» Problem to solve
Pull out each line of the records holding the string "MissingParameter".
*** Opening of Data ***
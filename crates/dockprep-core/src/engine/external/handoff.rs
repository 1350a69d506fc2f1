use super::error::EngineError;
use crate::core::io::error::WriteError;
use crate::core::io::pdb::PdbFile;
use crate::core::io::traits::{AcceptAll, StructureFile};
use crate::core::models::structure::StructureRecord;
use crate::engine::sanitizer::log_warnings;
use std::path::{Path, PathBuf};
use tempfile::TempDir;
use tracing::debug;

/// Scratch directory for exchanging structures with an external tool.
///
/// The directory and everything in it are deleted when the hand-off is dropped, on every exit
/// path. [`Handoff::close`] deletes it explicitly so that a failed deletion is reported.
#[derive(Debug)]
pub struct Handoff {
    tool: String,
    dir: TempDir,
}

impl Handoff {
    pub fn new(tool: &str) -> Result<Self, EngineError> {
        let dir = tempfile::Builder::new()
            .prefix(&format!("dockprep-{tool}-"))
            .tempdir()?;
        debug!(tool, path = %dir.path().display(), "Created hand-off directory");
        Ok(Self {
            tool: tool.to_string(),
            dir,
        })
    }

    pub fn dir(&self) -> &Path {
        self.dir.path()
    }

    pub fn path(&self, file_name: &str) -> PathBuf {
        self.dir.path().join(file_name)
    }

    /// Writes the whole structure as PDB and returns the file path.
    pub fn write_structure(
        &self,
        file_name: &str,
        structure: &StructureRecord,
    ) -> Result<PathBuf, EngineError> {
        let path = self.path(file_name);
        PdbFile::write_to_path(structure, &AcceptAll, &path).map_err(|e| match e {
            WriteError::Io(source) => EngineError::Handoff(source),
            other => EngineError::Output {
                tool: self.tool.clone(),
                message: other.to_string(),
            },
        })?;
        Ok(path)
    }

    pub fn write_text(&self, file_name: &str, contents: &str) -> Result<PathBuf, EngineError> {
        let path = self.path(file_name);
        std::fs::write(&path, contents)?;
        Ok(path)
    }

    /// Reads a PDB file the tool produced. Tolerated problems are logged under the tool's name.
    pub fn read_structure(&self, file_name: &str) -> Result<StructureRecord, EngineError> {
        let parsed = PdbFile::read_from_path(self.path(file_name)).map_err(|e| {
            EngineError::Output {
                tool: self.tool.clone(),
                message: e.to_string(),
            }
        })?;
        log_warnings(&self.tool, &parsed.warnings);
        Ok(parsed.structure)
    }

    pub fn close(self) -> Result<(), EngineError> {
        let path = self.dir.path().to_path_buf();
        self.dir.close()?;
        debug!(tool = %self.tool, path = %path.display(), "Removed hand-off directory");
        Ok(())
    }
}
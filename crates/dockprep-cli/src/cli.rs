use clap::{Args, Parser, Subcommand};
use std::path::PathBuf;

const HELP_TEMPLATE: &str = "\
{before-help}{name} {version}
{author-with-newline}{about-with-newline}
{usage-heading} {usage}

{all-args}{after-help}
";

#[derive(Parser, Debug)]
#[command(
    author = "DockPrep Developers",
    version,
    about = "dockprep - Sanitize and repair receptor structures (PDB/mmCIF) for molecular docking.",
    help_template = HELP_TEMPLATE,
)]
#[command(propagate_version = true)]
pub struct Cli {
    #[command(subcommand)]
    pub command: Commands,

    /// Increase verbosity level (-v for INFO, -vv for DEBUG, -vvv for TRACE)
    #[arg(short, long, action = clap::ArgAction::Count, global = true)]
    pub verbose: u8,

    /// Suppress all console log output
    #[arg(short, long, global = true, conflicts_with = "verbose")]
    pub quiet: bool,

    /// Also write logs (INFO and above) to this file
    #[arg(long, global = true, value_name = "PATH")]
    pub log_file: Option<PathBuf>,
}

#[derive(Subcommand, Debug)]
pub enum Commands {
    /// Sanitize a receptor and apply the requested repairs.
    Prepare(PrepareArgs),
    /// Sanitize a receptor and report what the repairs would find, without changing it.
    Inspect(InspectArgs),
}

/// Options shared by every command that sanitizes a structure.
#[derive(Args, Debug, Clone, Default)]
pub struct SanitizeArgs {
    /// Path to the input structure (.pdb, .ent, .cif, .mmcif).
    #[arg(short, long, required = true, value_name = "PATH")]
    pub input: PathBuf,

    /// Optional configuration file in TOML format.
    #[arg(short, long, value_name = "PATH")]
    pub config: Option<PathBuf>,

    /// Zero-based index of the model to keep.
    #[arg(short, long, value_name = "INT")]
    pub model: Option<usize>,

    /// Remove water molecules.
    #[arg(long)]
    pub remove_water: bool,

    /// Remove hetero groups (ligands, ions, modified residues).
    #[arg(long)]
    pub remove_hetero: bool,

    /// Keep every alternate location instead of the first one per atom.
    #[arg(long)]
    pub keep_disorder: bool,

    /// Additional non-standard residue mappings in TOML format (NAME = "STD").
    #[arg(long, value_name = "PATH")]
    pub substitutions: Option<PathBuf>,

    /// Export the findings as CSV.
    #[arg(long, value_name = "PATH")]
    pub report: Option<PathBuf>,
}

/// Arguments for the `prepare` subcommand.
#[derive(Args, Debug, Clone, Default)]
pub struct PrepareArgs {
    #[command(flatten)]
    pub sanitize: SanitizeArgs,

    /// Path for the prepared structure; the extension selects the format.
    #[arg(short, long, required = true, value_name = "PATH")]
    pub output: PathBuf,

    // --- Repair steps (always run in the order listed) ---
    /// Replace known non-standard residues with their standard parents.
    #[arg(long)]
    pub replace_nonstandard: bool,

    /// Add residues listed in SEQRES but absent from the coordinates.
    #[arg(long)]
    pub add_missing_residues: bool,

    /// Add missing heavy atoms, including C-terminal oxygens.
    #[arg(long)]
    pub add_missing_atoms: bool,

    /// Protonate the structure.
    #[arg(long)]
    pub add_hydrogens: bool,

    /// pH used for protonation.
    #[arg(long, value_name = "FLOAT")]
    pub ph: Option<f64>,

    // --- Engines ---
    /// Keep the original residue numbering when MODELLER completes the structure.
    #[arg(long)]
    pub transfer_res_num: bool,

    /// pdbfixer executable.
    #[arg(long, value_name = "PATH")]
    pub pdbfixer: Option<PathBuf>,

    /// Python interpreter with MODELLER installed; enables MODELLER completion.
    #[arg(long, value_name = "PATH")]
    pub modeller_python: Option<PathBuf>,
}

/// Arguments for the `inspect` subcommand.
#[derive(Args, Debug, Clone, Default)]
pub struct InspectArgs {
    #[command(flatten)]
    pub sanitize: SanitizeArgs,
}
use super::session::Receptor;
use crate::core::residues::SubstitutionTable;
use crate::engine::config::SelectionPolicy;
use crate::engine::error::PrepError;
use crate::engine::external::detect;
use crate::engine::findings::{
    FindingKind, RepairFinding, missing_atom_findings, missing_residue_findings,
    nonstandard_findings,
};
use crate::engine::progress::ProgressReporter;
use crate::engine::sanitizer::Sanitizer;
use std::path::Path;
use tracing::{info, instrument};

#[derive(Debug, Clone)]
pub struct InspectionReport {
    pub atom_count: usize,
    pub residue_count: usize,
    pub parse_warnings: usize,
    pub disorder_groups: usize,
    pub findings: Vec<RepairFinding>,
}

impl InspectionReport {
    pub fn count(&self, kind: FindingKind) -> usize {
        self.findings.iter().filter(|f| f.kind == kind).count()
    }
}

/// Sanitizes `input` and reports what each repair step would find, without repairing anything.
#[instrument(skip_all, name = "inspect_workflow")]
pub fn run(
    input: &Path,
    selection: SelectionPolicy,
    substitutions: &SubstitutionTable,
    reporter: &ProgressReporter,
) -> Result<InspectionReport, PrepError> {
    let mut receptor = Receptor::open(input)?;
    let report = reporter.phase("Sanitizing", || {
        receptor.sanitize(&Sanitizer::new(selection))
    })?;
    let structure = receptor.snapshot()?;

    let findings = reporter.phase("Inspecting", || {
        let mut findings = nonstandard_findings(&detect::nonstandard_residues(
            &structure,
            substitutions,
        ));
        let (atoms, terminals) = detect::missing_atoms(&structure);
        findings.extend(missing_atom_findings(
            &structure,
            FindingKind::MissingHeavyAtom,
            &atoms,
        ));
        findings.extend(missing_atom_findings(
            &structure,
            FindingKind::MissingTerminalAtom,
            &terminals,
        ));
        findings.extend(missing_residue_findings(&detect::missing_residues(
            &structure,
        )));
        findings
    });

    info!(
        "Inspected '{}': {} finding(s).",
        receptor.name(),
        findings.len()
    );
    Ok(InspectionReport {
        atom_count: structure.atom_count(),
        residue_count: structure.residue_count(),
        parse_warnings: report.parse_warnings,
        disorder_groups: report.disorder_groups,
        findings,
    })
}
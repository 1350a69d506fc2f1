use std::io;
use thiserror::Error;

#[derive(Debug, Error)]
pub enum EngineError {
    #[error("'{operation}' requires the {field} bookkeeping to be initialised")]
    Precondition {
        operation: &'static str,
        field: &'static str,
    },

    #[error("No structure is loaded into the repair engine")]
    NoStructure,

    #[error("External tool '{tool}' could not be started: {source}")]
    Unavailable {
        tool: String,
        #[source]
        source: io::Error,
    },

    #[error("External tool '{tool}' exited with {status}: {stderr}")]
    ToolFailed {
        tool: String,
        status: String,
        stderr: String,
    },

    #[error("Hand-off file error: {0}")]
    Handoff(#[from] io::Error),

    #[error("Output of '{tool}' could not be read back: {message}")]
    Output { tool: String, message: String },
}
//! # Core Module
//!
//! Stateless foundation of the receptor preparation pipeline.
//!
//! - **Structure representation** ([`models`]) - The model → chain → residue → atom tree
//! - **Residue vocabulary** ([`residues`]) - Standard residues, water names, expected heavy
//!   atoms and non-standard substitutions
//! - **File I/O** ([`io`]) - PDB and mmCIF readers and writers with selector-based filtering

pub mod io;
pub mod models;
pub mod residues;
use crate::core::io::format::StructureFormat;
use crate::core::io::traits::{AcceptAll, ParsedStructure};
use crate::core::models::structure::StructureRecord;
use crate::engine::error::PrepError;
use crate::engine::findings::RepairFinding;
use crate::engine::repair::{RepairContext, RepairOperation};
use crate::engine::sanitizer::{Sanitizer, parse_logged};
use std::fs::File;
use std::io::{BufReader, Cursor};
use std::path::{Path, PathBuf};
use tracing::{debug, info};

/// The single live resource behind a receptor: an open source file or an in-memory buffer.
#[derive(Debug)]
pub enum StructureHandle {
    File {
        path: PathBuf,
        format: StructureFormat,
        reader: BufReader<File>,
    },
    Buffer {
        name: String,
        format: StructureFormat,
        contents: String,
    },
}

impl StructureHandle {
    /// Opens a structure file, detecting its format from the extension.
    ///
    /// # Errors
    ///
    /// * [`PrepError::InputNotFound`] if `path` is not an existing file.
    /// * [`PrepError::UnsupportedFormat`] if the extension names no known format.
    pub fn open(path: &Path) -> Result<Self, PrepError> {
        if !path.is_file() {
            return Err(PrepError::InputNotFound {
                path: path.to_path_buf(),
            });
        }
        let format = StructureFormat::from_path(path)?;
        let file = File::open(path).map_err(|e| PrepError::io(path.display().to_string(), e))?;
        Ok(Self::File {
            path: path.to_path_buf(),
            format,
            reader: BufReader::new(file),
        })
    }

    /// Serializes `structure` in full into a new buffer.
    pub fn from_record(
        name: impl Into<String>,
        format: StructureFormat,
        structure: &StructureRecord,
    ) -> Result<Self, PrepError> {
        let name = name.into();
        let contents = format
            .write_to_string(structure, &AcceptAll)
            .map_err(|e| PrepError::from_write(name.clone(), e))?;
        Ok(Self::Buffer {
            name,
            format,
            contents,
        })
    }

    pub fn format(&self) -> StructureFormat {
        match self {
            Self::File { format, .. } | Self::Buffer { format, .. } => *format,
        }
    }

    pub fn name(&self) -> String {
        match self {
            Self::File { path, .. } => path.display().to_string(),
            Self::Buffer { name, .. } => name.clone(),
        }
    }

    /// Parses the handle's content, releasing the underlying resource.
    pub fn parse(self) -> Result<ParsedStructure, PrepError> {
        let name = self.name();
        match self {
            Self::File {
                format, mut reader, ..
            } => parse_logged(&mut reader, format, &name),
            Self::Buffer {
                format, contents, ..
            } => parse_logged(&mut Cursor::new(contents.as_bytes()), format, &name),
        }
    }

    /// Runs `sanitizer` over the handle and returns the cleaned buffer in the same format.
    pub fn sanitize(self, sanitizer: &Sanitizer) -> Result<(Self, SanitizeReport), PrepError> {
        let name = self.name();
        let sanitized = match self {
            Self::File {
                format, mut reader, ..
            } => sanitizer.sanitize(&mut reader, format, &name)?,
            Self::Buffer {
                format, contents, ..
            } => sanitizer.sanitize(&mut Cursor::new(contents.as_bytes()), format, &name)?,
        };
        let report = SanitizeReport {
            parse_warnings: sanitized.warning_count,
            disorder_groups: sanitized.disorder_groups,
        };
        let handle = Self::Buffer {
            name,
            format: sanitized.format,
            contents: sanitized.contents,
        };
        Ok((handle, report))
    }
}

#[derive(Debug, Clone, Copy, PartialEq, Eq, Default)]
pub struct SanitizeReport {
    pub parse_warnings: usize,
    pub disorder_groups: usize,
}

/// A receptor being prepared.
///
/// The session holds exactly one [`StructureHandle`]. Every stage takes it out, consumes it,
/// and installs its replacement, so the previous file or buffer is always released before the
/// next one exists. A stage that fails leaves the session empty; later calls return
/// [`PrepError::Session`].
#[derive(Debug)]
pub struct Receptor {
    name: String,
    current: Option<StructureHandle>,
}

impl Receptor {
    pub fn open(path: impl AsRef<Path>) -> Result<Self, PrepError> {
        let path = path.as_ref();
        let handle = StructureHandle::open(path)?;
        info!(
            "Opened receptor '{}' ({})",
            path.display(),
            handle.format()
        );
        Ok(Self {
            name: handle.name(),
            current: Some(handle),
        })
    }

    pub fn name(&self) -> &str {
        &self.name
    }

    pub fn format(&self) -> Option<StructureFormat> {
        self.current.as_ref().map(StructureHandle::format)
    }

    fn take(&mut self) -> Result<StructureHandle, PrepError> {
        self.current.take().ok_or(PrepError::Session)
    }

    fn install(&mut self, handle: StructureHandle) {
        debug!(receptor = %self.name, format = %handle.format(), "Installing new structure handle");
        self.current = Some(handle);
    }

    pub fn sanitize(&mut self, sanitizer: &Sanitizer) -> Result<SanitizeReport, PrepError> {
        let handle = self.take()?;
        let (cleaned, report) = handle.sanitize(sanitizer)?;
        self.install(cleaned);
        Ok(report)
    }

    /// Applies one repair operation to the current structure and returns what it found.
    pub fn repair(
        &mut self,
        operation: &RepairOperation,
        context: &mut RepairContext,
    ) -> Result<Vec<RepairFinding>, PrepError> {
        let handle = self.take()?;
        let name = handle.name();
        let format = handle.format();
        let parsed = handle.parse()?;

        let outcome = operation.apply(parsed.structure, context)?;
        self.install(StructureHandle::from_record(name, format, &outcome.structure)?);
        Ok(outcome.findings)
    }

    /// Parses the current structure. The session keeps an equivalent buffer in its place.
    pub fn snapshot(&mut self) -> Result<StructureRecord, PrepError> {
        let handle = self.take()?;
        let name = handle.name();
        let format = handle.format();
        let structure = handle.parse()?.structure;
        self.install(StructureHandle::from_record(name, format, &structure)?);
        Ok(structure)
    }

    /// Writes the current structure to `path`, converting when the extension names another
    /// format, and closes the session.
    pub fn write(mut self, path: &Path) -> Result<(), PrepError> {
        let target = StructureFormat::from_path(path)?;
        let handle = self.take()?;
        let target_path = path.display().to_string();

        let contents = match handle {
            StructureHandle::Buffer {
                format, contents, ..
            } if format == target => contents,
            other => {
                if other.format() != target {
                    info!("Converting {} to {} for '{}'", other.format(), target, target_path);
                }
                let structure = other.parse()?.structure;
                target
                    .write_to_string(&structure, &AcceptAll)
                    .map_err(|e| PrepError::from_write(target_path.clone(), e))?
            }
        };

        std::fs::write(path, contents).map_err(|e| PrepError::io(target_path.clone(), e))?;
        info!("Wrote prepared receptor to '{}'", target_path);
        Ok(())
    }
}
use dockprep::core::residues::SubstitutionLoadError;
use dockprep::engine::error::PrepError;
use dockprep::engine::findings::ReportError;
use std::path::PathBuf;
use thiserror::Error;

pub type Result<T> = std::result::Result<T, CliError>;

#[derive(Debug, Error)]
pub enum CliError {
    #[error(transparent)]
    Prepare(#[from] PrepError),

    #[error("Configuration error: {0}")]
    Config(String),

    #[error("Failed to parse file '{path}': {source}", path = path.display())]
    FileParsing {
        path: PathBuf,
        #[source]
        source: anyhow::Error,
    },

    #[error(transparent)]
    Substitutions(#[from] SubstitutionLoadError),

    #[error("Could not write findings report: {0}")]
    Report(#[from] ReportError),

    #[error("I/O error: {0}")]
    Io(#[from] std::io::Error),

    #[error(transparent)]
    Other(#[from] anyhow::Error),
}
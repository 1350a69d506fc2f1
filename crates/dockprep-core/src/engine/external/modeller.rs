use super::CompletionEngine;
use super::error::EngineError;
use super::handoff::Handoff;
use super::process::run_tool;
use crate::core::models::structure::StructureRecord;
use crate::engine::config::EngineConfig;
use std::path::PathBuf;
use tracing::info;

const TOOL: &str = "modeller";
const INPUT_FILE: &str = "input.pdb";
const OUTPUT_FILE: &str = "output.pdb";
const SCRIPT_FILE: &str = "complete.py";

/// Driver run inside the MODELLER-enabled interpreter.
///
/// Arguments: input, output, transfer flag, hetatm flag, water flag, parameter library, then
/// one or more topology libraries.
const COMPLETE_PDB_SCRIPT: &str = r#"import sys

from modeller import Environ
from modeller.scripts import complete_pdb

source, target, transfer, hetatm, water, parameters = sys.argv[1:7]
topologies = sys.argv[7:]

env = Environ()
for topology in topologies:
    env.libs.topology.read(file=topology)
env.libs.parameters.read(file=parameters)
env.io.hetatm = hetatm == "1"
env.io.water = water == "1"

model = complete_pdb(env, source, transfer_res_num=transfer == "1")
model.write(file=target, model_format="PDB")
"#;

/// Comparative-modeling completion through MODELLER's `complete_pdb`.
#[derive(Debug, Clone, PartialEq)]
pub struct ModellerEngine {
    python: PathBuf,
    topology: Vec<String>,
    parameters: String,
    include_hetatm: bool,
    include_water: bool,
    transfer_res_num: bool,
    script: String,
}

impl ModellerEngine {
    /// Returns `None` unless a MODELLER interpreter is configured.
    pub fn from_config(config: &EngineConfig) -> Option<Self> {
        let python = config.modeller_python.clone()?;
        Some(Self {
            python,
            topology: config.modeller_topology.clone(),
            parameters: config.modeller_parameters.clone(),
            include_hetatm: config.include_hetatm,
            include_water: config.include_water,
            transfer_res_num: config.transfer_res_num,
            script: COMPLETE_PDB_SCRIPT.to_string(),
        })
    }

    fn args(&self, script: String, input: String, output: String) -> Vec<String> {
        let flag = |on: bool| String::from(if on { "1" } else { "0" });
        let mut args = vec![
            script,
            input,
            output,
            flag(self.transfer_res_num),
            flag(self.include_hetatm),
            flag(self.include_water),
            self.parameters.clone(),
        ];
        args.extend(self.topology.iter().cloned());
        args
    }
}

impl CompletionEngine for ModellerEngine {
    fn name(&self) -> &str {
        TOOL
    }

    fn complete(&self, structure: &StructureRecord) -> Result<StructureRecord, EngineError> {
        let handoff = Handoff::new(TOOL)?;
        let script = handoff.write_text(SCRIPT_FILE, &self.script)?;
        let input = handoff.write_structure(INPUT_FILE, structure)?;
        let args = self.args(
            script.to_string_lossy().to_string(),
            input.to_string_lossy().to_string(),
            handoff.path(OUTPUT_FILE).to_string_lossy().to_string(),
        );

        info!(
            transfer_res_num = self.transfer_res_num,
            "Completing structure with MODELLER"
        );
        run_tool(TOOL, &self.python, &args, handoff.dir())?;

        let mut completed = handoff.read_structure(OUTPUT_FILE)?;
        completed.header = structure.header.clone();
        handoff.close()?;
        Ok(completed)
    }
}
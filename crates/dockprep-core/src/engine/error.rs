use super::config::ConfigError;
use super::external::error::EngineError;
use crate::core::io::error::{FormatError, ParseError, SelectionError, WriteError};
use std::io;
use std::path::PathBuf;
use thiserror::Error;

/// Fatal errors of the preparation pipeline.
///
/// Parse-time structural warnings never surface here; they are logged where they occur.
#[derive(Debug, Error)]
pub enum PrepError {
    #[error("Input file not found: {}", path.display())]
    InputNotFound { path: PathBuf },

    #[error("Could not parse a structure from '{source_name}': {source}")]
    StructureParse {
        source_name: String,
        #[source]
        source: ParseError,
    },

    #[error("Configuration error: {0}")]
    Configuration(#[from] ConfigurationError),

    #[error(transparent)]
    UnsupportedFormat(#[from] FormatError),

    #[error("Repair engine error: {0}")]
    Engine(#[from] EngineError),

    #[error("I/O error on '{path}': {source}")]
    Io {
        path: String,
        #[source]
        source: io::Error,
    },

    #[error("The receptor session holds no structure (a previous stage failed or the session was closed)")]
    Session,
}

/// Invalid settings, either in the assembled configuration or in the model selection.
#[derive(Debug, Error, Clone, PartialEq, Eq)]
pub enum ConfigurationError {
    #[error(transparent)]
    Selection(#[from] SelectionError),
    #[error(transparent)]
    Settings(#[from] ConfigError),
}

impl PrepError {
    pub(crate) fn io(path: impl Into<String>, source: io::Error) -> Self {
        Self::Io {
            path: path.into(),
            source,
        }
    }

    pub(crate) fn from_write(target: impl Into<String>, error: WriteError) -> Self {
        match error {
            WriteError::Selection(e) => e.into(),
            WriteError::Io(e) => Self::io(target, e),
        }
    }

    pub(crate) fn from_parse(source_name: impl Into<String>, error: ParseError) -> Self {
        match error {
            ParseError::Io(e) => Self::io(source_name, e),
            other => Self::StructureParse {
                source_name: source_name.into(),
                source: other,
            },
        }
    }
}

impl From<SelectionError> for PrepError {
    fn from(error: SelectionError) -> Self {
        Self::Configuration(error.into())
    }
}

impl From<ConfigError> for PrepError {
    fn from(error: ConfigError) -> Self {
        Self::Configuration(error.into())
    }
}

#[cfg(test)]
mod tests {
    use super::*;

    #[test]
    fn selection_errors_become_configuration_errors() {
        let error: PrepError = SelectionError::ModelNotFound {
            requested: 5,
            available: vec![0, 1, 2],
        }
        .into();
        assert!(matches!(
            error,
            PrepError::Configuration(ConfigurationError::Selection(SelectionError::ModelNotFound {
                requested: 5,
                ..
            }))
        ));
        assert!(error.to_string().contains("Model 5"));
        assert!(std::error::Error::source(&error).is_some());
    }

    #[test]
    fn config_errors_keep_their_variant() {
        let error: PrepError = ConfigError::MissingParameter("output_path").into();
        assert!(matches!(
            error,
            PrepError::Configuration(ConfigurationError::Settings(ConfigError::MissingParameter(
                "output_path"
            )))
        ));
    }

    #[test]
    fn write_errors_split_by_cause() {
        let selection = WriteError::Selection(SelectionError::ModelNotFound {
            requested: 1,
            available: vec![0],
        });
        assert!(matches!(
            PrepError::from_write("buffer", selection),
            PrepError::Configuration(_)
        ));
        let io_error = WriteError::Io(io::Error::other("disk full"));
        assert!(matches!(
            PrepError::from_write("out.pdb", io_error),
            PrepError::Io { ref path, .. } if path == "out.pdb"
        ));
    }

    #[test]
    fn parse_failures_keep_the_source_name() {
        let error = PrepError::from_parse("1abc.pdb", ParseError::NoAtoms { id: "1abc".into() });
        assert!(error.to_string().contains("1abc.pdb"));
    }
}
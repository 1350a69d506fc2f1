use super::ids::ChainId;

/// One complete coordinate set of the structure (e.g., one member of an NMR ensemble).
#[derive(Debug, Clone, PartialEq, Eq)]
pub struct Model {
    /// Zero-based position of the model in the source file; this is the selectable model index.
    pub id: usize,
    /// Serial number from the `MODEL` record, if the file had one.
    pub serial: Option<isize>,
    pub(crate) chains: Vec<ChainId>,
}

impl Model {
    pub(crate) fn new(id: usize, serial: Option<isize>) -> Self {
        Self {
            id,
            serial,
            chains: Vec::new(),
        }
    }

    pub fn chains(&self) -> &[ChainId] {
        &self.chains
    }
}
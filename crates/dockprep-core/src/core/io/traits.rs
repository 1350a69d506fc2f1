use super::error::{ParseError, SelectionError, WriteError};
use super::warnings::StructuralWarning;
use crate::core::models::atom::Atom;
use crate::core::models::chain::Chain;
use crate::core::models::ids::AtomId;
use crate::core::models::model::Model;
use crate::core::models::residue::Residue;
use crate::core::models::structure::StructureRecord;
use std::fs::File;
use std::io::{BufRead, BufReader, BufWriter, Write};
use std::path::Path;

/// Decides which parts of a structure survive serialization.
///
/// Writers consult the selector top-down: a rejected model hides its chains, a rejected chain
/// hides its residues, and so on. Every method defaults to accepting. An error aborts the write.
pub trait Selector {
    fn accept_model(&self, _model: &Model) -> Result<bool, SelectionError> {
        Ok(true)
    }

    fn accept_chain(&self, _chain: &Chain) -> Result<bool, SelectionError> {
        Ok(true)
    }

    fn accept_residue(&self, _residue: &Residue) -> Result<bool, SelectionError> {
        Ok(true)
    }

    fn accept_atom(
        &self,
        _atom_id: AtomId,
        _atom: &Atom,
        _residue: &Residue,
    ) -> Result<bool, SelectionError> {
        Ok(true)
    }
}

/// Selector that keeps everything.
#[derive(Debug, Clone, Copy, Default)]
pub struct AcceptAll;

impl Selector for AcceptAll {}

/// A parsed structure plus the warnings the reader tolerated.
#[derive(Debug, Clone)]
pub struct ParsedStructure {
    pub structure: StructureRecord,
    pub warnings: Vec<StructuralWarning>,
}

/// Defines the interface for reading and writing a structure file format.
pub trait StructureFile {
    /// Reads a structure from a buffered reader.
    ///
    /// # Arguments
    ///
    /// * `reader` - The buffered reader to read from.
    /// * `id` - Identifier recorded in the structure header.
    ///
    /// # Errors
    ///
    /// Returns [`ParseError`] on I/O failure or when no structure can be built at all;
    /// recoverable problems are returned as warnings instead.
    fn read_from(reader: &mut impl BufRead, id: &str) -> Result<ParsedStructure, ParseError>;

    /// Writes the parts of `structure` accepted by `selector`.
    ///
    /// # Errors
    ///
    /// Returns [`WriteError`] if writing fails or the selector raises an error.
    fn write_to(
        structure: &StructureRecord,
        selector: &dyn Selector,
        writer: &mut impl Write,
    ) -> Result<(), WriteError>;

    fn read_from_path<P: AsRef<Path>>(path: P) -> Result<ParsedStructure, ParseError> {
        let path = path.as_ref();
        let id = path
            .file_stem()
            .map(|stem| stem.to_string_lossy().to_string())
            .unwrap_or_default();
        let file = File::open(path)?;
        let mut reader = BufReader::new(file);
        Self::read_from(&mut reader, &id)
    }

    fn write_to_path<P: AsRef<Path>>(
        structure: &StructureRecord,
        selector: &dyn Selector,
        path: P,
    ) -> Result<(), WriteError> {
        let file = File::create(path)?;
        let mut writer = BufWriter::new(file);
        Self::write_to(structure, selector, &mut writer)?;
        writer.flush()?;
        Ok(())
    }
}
*** Close of Data ***
» Task response
        let error: PrepError = ConfigError::MissingParameter("output_path").into();
            PrepError::Configuration(ConfigurationError::Settings(ConfigError::MissingParameter(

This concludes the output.